More about LINDAT/CLARIN: lindat.cz

Contact: Jan Švec <honzas@kky.zcu.cz>

Citing UWebASR

The Englich, German and Czech models should be cited as: Lehečka, J., Švec, J., Psutka, J.V., Ircing, P. (2023) Transformer-based Speech Recognition Models for Oral History Archives in English, German, and Czech. Proc. INTERSPEECH 2023, 201-205, doi: 10.21437/Interspeech.2023-872

@inproceedings{lehecka23_interspeech,
  author={Jan Lehečka and Jan Švec and Josef V. Psutka and Pavel Ircing},
  title={{Transformer-based Speech Recognition Models for Oral History Archives in English, German, and Czech}},
  year=2023,
  booktitle={Proc. INTERSPEECH 2023},
  pages={201--205},
  doi={10.21437/Interspeech.2023-872}
}

The Slovak model should be cited as: Lehečka, J., Psutka, J.V., Psutka, J. (2023). Transfer Learning of Transformer-Based Speech Recognition Models from Czech to Slovak. In: Ekštein, K., Pártl, F., Konopík, M. (eds) Text, Speech, and Dialogue. TSD 2023. Lecture Notes in Computer Science(), vol 14102. Springer, Cham. https://doi.org/10.1007/978-3-031-40498-6_29

@InProceedings{lehecka23_tsd,
  author="Lehe{\v{c}}ka, Jan and Psutka, Josef V.  and Psutka, Josef",
  editor="Ek{\v{s}}tein, Kamil and P{\'a}rtl, Franti{\v{s}}ek and Konop{\'i}k, Miloslav",
  title="Transfer Learning of Transformer-Based Speech Recognition Models from Czech to Slovak",
  booktitle="Text, Speech, and Dialogue",
  year="2023",
  publisher="Springer Nature Switzerland",
  address="Cham",
  pages="328--338",
  isbn="978-3-031-40498-6"
}

UWebASR HTTP API

UWebASR HTTP API is a simple interface to speech recognition engine. The input data can be passed directly within the HTTP request (POST method) or as a link to a file in the form of a URL (GET method). Live audio stream recognition from a given URL is supported, as well. The output format includes plain text, machine-readable XML and JSON formats, and the WebVTT format for web captions. Recognition results (except TRS format) are streamed continuously.

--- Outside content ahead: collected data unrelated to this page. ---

// SPDX-License-Identifier: BUSL-1.1
// Copyright (c) 2026 Alfred Jean LLC

//! Error types shared across the workspace.
//!
//! State scripts never raise: they return negative numeric codes which the
//! client translates into a [`ScriptCode`] carrying the command name and job
//! id for context.

use thiserror::Error;

/// Invariant-violation codes returned by state scripts.
///
/// The numeric values are part of the script contract and must stay in sync
/// with the Lua sources.
#[derive(Debug, Clone, Copy, PartialEq, Eq)]
pub enum ScriptCode {
    JobNotExist,
    JobLockNotExist,
    JobNotInState,
    JobPendingChildren,
    ParentJobNotExist,
    JobLockMismatch,
    ParentJobCannotBeReplaced,
    JobBelongsToJobScheduler,
    JobHasFailedChildren,
    SchedulerJobIdCollision,
    SchedulerJobSlotsBusy,
    InvalidGroupState,
}

impl ScriptCode {
    /// Translate a raw script return value into a code, if it is one.
    pub fn from_raw(code: i64) -> Option<Self> {
        match code {
            -1 => Some(Self::JobNotExist),
            -2 => Some(Self::JobLockNotExist),
            -3 => Some(Self::JobNotInState),
            -4 => Some(Self::JobPendingChildren),
            -5 => Some(Self::ParentJobNotExist),
            -6 => Some(Self::JobLockMismatch),
            -7 => Some(Self::ParentJobCannotBeReplaced),
            -8 => Some(Self::JobBelongsToJobScheduler),
            -9 => Some(Self::JobHasFailedChildren),
            -10 => Some(Self::SchedulerJobIdCollision),
            -11 => Some(Self::SchedulerJobSlotsBusy),
            -12 => Some(Self::InvalidGroupState),
            _ => None,
        }
    }

    /// The raw numeric value returned by scripts.
    pub fn raw(&self) -> i64 {
        match self {
            Self::JobNotExist => -1,
            Self::JobLockNotExist => -2,
            Self::JobNotInState => -3,
            Self::JobPendingChildren => -4,
            Self::ParentJobNotExist => -5,
            Self::JobLockMismatch => -6,
            Self::ParentJobCannotBeReplaced => -7,
            Self::JobBelongsToJobScheduler => -8,
            Self::JobHasFailedChildren => -9,
            Self::SchedulerJobIdCollision => -10,
            Self::SchedulerJobSlotsBusy => -11,
            Self::InvalidGroupState => -12,
        }
    }
}

crate::simple_display! {
    ScriptCode {
        JobNotExist => "job does not exist",
        JobLockNotExist => "job lock does not exist",
        JobNotInState => "job is not in the expected state",
        JobPendingChildren => "job has pending children",
        ParentJobNotExist => "parent job does not exist",
        JobLockMismatch => "job lock is held by another worker",
        ParentJobCannotBeReplaced => "parent job cannot be replaced",
        JobBelongsToJobScheduler => "job belongs to a job scheduler",
        JobHasFailedChildren => "job has failed children",
        SchedulerJobIdCollision => "scheduler job id collision",
        SchedulerJobSlotsBusy => "scheduler job slots busy",
        InvalidGroupState => "group is in a terminal state",
    }
}

/// Errors raised by grist-core.
#[derive(Debug, Error)]
pub enum CoreError {
    /// A state script reported an invariant violation.
    #[error("{command} on job {job_id}: {code}")]
    Script {
        code: ScriptCode,
        command: &'static str,
        job_id: String,
    },

    #[error("encode error: {0}")]
    Encode(#[from] rmp_serde::encode::Error),

    #[error("decode error: {0}")]
    Decode(#[from] rmp_serde::decode::Error),

    #[error("json error: {0}")]
    Json(#[from] serde_json::Error),

    /// Synchronous construction-time rejection (spec'd configuration errors).
    #[error("invalid options: {0}")]
    InvalidOptions(String),

    /// A group with this id already exists.
    #[error("group {0} already exists")]
    GroupExists(String),
}

impl CoreError {
    /// Build a script error from a raw negative return value.
    ///
    /// Unknown codes map to `JobNotExist` semantics only in the sense that
    /// the caller treats them as fatal; they keep the raw value in the
    /// message via `InvalidOptions` instead.
    pub fn from_script_code(raw: i64, command: &'static str, job_id: impl Into<String>) -> Self {
        match ScriptCode::from_raw(raw) {
            Some(code) => Self::Script { code, command, job_id: job_id.into() },
            None => Self::InvalidOptions(format!("{command}: unknown script code {raw}")),
        }
    }
}

#[cfg(test)]
#[path = "error_tests.rs"]
mod tests;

For the UWebASR use the following values of variables:

app_id - use one of the following values to use the models provided by the UWebASR service:
- Zipformer architecture (2023+)
- generic/cs/zipformer - Czech (generic speech)
- generic/de/zipformer - German (generic speech)
- generic/pl/zipformer - Polish (generic speech)
- generic/hu/zipformer - Hungarian (generic speech)
- Wav2Vec 2.0 architecture (2020+)
- generic/cs - Czech (generic speech)
- generic/sk - Slovak (generic speech)
- generic/de - German (generic speech)
- generic/en - English (generic speech)
- generic/nl - Dutch (generic speech)
- Wav2Vec 2.0 architecture (2020+) for oral histories
- malach/cs - Czech (oral histories)
- malach/sk - Slovak (oral histories)
- malach/de - German (oral histories)
- malach/en - English (oral histories)

In other words, the full HTTP API endpoint for Czech is https://uwebasr.zcu.cz/api/v2/lindat/malach/cs.

The UWebASR HTTP API uses the underlying SpeechCloud platform. The platform has an architecture employing a set of real-time workers. Therefore it is possible that all of the workers are allocated and no further requests could be processed at the moment. This situation is indicated by the 503 HTTP status.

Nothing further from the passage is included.